Every line in the records below with the string "Hamza" needs to be copied out.

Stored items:
++++++++++++++++++++
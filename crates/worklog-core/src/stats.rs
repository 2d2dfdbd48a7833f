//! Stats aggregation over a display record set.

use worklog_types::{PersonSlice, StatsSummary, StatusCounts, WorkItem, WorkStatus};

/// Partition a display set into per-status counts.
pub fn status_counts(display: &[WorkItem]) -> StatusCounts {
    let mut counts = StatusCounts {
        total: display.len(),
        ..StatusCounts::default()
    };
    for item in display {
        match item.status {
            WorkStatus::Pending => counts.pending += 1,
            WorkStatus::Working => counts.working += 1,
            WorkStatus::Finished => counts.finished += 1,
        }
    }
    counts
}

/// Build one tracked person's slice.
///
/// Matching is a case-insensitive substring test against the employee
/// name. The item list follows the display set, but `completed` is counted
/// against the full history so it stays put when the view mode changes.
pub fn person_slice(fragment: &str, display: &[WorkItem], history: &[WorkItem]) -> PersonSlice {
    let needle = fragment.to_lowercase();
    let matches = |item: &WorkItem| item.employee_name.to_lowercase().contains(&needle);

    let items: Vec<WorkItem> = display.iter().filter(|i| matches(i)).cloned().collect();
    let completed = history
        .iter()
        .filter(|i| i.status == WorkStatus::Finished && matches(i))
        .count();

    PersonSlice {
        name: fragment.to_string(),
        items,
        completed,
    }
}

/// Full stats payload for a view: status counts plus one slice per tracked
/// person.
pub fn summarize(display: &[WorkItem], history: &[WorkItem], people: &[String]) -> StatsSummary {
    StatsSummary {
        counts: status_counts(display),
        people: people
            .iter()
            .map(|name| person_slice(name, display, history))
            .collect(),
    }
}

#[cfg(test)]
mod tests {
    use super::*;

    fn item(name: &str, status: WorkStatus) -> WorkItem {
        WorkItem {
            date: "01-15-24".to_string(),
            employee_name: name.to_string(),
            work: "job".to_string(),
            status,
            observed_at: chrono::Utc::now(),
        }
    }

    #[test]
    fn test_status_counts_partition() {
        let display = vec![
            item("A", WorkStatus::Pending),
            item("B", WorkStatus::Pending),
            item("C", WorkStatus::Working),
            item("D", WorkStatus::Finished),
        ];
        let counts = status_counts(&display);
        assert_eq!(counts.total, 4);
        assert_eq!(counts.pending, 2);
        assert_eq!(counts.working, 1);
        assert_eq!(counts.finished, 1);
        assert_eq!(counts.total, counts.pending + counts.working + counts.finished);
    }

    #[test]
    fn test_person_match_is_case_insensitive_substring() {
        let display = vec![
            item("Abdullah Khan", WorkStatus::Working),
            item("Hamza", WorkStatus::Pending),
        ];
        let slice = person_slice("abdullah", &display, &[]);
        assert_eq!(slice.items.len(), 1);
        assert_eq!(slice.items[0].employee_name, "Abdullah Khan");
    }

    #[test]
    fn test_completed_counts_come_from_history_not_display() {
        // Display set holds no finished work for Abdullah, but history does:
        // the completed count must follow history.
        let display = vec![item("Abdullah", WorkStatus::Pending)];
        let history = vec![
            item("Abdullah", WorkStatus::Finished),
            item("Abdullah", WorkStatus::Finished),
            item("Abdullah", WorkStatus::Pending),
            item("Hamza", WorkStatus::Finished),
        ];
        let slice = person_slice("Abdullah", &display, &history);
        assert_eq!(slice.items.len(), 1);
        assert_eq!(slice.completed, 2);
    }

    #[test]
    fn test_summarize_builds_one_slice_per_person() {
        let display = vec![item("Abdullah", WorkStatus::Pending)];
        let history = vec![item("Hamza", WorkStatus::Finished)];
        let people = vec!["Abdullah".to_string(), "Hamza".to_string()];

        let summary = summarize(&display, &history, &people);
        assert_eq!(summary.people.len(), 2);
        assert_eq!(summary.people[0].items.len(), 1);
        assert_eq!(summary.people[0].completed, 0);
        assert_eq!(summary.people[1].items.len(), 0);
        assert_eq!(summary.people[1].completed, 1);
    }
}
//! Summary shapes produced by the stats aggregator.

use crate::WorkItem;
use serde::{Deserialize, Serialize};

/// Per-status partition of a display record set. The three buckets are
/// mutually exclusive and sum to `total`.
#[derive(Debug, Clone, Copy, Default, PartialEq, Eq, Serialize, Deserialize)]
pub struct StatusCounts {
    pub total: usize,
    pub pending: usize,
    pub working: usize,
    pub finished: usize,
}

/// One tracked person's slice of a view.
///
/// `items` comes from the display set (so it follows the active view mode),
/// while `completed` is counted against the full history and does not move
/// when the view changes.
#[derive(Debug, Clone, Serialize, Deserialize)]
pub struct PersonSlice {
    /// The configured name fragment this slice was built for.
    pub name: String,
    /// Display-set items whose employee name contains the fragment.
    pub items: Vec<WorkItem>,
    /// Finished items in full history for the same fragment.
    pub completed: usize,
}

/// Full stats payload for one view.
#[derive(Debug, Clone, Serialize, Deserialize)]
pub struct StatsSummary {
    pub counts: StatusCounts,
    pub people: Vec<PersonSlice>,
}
++++++++++++++++++++
» TASK OUTPUT:
            item("Hamza", WorkStatus::Pending),
            item("Hamza", WorkStatus::Finished),
        let history = vec![item("Hamza", WorkStatus::Finished)];
        let people = vec!["Abdullah".to_string(), "Hamza".to_string()];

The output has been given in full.